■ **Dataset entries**
//! Error types for inflatrack

use thiserror::Error;

#[derive(Error, Debug)]
pub enum Error {
    /// The requested country (or country and year range) has no data
    #[error("Not found: {0}")]
    NotFound(String),

    /// A structural precondition of an analysis failed
    #[error("Unavailable: {0}")]
    Unavailable(String),

    /// The data source could not produce any records
    #[error("Upstream failure: {0}")]
    Upstream(String),

    #[error("Invalid data: {0}")]
    InvalidData(String),

    #[error("Configuration error: {0}")]
    Config(String),

    #[error("HTTP request error: {0}")]
    Http(#[from] reqwest::Error),

    #[error("JSON error: {0}")]
    Json(#[from] serde_json::Error),

    #[error("CSV error: {0}")]
    Csv(#[from] csv::Error),

    #[error("IO error: {0}")]
    Io(#[from] std::io::Error),

    #[error("TOML error: {0}")]
    Toml(#[from] toml::de::Error),
}

pub type Result<T> = std::result::Result<T, Error>;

■ **Action item**
Some lines above contain the word "Upstream". Copy each of them.

■ **Exercise result**
    #[error("Upstream failure: {0}")]
    Upstream(String),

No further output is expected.